[Problem description] The answer should consist of each line below that contains the word "bytes".

[The data]
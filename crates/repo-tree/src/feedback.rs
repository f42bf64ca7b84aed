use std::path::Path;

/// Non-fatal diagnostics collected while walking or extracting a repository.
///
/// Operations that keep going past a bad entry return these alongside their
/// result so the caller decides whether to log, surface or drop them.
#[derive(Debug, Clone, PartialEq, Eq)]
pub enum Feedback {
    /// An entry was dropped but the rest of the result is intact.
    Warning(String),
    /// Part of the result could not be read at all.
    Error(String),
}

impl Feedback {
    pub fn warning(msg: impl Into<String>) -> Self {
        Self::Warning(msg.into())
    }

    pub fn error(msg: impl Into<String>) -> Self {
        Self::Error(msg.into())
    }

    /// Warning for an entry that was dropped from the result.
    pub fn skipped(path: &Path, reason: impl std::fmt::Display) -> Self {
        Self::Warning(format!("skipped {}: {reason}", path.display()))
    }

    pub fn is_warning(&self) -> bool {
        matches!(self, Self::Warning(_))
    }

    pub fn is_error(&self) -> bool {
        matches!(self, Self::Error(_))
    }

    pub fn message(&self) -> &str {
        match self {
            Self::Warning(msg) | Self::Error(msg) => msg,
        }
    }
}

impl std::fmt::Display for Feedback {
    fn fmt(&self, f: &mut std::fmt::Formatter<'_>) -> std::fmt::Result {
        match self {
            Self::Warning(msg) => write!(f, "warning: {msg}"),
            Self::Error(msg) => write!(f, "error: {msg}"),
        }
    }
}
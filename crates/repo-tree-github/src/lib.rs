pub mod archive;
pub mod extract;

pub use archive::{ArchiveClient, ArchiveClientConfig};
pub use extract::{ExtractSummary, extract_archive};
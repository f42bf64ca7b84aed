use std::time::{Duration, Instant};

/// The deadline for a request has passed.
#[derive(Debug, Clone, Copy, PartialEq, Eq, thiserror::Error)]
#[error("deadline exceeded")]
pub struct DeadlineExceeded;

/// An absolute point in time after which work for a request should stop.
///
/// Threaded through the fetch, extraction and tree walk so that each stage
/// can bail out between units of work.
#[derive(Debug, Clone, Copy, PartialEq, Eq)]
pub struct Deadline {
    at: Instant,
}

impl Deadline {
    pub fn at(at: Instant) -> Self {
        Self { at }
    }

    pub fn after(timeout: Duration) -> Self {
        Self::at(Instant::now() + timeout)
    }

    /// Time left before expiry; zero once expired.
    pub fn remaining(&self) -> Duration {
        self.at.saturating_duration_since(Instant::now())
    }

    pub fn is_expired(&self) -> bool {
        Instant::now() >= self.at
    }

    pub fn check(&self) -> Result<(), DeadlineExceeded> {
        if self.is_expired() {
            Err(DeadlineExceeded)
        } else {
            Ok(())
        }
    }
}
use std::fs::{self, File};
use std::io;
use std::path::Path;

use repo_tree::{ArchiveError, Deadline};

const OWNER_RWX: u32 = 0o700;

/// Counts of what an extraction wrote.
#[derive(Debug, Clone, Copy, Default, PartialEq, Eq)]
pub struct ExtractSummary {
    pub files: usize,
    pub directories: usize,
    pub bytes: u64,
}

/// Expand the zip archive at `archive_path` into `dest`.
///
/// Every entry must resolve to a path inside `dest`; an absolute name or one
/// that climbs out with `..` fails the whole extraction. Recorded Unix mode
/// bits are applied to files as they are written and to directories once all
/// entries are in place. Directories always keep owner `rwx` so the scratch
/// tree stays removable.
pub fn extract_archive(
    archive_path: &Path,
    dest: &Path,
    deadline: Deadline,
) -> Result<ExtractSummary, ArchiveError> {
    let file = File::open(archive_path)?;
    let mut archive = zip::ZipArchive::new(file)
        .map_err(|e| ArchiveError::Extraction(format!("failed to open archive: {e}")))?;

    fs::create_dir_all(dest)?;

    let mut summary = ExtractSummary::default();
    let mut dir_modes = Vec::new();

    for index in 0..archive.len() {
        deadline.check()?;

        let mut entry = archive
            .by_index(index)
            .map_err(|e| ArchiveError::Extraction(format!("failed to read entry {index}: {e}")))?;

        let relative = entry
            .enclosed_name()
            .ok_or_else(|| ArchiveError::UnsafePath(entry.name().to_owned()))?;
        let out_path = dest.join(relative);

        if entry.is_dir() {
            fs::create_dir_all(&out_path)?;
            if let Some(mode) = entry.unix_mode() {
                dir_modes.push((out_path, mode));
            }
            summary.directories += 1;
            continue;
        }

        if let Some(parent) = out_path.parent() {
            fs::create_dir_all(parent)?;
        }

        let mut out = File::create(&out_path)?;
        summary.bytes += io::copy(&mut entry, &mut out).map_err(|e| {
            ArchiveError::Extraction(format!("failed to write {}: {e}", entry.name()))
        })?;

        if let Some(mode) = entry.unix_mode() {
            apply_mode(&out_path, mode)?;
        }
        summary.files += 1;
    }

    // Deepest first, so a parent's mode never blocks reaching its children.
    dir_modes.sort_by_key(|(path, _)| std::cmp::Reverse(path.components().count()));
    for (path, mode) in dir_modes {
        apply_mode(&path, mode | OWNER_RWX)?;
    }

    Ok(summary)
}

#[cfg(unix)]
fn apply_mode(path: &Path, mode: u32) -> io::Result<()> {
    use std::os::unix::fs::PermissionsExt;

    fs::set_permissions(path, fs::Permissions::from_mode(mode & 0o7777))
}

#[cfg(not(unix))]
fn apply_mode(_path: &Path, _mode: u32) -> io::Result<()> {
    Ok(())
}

[Exercise output]
    pub bytes: u64,
        summary.bytes += io::copy(&mut entry, &mut out).map_err(|e| {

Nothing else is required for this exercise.